YOUR OBJECTIVE » Among the records that follow, set down only the lines from the one containing "the piped input." to the one containing "F: Fn(&Context<'_>, &[Value])", both included, exactly.

_ _ _ _

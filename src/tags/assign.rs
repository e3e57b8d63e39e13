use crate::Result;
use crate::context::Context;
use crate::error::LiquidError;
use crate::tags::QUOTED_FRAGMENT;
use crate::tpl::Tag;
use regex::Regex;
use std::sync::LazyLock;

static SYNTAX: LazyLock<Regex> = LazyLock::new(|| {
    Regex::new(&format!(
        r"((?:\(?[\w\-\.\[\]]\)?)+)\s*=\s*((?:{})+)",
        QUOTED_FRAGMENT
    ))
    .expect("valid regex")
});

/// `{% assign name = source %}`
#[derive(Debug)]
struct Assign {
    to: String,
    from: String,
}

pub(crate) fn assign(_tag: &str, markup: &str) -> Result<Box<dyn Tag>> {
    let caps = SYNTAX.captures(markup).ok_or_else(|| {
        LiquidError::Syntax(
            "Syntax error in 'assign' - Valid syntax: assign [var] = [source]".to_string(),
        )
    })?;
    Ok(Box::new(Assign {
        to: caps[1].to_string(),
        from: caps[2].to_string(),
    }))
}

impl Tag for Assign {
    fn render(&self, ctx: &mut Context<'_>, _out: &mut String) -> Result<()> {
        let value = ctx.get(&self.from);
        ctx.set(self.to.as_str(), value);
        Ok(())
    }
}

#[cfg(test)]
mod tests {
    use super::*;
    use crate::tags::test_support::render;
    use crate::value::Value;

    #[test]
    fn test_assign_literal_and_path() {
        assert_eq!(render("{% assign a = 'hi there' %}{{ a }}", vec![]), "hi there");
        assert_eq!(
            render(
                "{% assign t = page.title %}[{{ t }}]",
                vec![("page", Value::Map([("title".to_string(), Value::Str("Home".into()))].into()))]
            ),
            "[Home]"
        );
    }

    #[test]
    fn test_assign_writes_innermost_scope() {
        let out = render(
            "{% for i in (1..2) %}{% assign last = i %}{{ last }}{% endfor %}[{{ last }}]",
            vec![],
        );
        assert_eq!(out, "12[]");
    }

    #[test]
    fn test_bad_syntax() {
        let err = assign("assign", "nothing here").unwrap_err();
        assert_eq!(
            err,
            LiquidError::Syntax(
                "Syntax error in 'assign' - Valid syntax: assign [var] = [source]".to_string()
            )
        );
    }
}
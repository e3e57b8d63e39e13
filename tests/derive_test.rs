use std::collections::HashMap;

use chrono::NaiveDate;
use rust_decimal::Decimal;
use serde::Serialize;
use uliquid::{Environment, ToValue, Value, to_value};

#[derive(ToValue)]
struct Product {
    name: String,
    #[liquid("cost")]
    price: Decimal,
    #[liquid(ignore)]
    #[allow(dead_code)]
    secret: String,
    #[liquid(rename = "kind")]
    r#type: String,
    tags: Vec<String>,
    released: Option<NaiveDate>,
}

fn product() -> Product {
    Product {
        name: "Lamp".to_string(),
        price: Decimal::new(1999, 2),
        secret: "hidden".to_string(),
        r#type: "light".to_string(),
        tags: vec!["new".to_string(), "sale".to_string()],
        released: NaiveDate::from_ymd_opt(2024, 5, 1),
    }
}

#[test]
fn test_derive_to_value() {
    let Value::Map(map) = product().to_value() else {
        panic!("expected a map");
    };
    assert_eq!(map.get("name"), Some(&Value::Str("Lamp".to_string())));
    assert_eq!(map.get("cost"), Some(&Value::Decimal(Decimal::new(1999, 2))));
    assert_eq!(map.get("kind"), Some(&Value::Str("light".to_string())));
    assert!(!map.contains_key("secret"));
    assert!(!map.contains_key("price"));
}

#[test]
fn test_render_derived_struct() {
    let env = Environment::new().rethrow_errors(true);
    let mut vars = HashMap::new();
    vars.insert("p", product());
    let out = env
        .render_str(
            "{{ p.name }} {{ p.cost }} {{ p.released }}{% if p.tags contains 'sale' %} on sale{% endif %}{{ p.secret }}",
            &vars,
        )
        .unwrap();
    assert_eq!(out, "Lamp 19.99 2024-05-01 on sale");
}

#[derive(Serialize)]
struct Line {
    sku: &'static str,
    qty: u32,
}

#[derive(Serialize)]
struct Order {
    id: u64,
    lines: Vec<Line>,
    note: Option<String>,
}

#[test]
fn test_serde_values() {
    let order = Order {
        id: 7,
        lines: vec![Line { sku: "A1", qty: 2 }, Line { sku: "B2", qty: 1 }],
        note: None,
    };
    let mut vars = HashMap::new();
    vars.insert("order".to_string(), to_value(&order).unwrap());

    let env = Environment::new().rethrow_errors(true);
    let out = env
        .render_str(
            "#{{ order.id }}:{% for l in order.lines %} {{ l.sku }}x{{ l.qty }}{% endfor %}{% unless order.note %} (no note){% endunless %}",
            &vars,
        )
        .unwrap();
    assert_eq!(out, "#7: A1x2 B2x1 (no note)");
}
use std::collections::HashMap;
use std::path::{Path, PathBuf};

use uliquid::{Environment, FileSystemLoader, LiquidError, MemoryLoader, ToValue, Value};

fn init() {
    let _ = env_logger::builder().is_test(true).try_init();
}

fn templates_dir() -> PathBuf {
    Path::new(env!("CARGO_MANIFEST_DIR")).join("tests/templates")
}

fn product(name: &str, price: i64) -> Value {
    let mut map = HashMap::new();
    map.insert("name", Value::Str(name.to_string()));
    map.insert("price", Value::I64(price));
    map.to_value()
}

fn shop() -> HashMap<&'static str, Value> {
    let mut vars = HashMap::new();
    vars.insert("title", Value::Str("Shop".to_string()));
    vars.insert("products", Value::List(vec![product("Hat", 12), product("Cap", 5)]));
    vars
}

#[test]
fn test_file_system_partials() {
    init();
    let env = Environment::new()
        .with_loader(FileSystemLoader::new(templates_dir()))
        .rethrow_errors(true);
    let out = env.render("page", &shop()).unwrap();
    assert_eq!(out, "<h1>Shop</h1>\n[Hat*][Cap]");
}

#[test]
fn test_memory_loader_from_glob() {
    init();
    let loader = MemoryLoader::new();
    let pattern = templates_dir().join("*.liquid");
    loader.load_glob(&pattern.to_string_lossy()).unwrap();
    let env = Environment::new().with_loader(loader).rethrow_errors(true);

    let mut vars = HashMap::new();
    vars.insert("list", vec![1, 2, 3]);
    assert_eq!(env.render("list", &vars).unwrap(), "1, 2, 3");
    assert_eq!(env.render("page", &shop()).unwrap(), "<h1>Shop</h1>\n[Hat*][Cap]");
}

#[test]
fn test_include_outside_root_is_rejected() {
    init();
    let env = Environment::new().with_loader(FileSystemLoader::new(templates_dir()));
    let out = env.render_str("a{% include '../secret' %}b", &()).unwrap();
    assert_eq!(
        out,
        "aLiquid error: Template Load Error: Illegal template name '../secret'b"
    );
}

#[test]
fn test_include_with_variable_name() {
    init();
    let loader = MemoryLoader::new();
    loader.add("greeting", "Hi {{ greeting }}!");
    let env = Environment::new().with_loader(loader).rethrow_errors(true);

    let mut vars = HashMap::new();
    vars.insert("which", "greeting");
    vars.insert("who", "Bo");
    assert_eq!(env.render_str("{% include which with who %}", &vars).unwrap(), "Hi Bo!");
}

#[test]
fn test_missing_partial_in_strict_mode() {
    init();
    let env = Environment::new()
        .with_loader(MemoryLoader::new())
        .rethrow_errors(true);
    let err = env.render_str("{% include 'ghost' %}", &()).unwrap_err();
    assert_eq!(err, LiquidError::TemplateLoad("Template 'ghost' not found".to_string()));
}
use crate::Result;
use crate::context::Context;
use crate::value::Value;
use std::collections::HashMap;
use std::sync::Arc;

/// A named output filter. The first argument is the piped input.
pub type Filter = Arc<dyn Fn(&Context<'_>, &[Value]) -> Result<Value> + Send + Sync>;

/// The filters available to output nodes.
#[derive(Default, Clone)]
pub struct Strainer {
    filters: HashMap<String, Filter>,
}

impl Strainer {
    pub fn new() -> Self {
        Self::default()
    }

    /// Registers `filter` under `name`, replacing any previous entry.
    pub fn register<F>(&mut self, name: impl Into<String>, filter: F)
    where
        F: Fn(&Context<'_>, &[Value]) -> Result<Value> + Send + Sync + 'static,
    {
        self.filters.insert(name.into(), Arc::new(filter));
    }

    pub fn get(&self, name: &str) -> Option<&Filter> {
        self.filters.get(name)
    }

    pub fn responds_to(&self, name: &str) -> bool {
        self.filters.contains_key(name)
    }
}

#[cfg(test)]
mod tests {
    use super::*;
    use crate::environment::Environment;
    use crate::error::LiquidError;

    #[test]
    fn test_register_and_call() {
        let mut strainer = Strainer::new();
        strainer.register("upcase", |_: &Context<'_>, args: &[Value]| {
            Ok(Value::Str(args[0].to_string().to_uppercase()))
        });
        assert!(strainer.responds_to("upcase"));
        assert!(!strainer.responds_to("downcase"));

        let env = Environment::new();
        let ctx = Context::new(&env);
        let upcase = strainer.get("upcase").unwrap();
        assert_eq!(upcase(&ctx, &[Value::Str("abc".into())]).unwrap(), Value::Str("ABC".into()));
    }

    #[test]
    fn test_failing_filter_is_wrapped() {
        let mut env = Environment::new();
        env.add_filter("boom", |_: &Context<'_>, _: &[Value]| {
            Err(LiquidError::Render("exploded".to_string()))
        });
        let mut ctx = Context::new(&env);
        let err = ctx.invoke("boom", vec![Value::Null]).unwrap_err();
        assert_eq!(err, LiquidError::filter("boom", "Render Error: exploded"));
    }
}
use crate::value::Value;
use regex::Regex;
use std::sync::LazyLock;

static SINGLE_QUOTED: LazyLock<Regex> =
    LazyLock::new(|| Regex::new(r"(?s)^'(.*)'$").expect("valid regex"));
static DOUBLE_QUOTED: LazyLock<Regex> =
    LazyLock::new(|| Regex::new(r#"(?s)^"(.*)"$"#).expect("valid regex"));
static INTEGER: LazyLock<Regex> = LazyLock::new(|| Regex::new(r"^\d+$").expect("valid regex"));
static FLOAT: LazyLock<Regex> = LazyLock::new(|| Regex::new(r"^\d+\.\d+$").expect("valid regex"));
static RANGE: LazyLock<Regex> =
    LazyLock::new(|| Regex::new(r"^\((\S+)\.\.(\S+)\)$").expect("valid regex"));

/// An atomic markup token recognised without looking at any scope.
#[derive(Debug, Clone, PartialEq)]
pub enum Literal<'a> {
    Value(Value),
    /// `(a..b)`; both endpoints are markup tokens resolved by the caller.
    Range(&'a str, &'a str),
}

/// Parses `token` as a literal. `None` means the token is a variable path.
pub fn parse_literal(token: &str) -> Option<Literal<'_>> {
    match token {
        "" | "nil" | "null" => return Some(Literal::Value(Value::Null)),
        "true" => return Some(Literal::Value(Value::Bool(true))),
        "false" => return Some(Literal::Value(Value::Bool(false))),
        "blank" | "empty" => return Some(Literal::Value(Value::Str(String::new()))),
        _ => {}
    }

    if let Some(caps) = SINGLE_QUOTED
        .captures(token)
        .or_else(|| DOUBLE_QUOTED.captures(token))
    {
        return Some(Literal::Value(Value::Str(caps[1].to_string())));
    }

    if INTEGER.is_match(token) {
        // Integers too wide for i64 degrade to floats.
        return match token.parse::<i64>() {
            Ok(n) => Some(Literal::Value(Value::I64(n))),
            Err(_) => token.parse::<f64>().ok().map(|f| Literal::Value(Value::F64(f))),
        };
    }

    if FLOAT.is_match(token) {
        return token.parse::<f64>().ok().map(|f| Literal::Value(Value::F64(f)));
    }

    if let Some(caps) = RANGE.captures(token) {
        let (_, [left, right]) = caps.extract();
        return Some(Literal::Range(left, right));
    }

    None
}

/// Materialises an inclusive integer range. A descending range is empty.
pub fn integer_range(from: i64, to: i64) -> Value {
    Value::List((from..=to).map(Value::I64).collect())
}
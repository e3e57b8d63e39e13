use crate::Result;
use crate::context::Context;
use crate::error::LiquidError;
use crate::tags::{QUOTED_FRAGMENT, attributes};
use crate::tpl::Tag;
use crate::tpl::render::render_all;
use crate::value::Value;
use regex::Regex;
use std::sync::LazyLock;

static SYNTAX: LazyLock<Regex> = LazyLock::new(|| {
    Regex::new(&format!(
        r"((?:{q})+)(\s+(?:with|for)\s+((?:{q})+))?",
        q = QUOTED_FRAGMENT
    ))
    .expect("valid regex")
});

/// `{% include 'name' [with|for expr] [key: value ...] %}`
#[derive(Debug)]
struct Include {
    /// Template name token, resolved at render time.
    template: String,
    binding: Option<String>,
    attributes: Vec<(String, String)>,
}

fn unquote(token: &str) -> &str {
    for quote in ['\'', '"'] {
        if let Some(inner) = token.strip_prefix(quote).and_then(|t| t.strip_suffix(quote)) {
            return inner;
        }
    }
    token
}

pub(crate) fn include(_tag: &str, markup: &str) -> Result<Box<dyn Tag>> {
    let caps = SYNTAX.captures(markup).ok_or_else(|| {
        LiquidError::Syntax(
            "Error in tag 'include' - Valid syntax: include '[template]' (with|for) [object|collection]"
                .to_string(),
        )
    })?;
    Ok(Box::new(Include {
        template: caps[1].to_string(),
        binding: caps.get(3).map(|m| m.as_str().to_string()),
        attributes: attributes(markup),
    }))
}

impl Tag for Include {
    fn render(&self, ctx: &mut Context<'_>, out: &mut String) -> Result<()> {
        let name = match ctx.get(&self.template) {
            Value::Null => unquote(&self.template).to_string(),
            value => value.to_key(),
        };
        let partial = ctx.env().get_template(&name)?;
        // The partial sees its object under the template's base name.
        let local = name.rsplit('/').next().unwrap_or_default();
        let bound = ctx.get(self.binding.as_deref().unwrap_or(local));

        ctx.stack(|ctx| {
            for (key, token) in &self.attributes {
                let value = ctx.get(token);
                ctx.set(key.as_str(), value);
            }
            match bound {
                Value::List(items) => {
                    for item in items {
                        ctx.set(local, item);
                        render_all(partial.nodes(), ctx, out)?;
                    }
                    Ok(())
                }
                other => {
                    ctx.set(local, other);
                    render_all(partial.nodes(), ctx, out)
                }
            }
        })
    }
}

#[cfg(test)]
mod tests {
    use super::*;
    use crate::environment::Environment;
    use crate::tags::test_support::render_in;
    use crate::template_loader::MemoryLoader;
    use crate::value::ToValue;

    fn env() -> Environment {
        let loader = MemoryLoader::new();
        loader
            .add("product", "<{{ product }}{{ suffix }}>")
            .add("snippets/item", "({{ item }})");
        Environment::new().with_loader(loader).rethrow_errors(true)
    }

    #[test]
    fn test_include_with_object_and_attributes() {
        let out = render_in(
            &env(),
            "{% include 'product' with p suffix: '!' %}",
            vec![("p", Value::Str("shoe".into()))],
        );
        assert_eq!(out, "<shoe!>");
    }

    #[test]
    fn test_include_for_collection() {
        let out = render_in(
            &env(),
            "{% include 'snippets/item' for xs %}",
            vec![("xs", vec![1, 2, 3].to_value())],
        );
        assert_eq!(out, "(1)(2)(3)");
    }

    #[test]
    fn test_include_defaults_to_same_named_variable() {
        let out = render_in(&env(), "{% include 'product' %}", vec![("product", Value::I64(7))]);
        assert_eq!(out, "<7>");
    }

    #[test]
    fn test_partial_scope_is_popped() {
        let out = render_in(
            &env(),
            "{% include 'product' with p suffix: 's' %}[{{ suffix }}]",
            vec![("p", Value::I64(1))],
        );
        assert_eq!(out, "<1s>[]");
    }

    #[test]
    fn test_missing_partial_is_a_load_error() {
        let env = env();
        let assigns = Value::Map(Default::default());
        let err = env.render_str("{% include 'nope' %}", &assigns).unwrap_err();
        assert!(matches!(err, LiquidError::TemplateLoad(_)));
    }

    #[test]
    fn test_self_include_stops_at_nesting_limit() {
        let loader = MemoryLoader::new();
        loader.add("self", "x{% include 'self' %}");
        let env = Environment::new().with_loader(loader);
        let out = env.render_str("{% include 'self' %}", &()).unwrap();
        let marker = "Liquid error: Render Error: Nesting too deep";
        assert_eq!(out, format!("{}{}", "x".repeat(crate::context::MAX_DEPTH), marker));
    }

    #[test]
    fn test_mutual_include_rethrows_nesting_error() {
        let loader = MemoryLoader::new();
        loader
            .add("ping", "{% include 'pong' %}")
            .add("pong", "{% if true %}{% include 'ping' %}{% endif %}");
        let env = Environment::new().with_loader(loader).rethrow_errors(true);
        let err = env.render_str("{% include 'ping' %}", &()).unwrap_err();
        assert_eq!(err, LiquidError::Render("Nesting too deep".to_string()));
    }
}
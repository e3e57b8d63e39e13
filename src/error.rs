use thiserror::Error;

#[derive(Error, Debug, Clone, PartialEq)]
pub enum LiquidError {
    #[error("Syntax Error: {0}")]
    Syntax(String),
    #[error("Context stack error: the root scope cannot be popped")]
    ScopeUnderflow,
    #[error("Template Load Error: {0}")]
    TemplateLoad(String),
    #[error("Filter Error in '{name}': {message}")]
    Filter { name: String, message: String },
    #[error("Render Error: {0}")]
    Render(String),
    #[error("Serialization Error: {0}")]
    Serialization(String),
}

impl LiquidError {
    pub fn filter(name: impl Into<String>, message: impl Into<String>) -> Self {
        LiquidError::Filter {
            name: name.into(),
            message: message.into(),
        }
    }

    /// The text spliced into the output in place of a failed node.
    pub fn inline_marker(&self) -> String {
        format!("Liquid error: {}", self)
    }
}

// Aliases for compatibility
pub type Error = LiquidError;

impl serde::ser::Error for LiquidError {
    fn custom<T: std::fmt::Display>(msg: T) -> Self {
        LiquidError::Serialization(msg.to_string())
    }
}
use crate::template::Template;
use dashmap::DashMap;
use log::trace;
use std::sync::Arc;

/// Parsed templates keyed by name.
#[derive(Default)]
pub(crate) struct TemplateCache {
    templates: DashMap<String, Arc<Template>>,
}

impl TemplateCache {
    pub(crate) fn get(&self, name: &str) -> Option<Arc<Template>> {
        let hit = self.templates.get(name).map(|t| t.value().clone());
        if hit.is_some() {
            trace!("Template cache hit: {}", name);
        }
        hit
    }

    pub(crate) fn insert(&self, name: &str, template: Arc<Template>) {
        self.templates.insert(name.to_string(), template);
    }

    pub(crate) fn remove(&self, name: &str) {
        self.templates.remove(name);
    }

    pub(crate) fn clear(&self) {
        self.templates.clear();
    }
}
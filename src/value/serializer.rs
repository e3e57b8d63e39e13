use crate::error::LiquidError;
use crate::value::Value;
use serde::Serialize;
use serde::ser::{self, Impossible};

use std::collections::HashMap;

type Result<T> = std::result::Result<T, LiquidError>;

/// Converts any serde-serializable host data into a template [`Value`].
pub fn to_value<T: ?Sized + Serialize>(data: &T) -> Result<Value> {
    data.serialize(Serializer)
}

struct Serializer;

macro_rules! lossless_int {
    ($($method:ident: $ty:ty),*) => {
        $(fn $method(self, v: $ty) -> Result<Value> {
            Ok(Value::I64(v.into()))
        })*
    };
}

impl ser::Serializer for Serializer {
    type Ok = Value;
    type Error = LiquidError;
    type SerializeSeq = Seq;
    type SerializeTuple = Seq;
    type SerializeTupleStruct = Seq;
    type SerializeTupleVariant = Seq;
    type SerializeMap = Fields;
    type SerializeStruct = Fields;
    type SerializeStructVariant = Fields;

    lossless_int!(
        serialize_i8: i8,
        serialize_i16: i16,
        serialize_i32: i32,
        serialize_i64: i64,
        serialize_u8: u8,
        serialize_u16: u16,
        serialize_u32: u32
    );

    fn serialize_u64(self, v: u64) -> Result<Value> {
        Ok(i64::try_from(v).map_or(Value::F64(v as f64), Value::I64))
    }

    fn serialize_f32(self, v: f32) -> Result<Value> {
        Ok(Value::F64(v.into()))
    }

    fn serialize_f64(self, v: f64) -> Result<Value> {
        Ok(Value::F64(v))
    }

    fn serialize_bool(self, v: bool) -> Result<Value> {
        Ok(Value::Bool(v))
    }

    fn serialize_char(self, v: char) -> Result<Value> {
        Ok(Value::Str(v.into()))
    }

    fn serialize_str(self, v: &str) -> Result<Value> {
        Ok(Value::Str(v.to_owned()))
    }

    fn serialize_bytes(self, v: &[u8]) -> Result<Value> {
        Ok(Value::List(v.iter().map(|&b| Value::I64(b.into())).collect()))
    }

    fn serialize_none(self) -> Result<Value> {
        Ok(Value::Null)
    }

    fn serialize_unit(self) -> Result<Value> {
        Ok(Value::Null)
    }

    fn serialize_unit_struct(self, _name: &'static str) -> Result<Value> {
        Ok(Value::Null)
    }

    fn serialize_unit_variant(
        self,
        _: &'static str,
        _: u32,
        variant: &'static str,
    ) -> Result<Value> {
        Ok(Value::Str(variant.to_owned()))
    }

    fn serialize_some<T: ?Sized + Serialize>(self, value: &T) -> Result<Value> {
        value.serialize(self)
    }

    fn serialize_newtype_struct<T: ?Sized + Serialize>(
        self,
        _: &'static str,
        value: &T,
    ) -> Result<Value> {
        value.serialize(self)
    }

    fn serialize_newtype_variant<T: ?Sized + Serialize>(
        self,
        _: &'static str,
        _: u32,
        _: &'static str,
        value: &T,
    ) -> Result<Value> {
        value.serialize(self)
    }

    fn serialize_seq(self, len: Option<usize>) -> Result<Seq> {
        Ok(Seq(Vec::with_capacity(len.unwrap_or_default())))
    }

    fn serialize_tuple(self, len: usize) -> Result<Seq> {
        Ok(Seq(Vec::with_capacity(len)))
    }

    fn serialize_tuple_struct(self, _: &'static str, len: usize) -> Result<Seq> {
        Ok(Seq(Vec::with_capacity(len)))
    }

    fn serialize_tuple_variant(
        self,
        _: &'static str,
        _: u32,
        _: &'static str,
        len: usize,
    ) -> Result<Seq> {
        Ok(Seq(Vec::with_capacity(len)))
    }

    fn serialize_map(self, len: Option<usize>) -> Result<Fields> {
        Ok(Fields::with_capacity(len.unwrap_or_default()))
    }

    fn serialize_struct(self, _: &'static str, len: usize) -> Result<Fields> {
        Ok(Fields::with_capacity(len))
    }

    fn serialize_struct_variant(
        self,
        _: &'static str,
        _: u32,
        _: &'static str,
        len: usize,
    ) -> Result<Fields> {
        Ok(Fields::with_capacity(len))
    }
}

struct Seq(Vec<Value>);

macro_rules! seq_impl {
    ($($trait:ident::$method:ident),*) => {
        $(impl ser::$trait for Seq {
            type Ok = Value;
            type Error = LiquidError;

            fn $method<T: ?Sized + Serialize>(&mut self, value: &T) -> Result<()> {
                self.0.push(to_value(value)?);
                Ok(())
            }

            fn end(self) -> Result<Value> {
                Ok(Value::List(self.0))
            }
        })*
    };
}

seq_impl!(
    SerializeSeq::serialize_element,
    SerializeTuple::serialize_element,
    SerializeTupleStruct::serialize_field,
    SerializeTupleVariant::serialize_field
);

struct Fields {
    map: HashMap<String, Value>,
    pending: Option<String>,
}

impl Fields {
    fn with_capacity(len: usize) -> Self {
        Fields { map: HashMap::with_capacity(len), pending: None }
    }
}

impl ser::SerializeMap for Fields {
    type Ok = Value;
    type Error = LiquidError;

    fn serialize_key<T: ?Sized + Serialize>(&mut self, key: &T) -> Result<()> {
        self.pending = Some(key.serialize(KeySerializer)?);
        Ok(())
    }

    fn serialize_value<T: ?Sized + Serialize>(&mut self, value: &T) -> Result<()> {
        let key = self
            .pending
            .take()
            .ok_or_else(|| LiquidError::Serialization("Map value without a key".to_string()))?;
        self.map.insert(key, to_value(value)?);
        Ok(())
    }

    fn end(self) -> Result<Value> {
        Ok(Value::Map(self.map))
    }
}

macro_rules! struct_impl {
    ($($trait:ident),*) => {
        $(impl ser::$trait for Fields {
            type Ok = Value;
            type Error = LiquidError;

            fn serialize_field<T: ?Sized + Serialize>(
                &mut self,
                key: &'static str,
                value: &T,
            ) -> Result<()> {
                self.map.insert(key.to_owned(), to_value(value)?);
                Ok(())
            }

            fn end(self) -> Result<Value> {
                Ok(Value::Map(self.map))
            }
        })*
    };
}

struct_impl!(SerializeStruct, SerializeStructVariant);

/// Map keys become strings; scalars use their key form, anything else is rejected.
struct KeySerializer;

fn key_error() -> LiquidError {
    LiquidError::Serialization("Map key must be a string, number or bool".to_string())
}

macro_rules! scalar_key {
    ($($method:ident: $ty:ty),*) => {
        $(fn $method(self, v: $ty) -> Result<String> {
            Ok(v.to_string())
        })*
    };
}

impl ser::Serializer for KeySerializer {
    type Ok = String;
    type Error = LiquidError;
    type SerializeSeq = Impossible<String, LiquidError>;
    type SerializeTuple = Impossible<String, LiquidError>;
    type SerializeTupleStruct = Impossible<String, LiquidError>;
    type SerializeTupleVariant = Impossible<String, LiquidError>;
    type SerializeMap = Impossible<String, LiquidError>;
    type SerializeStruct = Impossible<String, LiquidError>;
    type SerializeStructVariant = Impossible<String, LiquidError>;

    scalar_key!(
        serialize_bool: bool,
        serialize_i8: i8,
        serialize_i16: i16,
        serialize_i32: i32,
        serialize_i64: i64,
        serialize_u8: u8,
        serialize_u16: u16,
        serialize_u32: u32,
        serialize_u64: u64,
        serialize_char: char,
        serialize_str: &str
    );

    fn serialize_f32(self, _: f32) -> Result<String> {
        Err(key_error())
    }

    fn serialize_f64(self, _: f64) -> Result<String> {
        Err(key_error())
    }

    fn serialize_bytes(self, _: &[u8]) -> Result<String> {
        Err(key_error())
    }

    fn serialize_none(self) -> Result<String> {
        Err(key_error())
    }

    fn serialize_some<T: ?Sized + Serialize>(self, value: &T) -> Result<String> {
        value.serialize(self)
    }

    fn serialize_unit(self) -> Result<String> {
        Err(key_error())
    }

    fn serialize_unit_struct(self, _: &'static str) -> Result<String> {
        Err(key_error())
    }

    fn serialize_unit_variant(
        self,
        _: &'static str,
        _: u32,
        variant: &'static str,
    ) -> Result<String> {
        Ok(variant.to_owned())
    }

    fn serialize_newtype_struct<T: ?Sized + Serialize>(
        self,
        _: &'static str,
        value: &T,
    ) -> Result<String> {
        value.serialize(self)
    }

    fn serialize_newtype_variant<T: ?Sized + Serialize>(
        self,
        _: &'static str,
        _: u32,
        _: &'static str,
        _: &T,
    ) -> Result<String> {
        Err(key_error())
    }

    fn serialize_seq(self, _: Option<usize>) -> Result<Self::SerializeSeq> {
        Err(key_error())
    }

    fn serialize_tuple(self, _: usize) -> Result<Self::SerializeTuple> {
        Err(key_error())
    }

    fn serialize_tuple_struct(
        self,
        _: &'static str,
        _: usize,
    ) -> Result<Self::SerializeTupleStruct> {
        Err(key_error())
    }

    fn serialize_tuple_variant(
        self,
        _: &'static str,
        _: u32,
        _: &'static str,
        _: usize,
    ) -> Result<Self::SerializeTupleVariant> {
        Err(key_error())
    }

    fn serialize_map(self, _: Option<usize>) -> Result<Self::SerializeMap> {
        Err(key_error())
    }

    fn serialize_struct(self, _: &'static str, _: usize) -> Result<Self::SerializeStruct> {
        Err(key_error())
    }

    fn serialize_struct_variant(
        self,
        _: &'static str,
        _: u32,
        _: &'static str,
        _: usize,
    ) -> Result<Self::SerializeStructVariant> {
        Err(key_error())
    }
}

_ _ _ _

WRITTEN SOLUTION »
/// A named output filter. The first argument is the piped input.
pub type Filter = Arc<dyn Fn(&Context<'_>, &[Value]) -> Result<Value> + Send + Sync>;

/// The filters available to output nodes.
#[derive(Default, Clone)]
pub struct Strainer {
    filters: HashMap<String, Filter>,
}

impl Strainer {
    pub fn new() -> Self {
        Self::default()
    }

    /// Registers `filter` under `name`, replacing any previous entry.
    pub fn register<F>(&mut self, name: impl Into<String>, filter: F)
    where
        F: Fn(&Context<'_>, &[Value]) -> Result<Value> + Send + Sync + 'static,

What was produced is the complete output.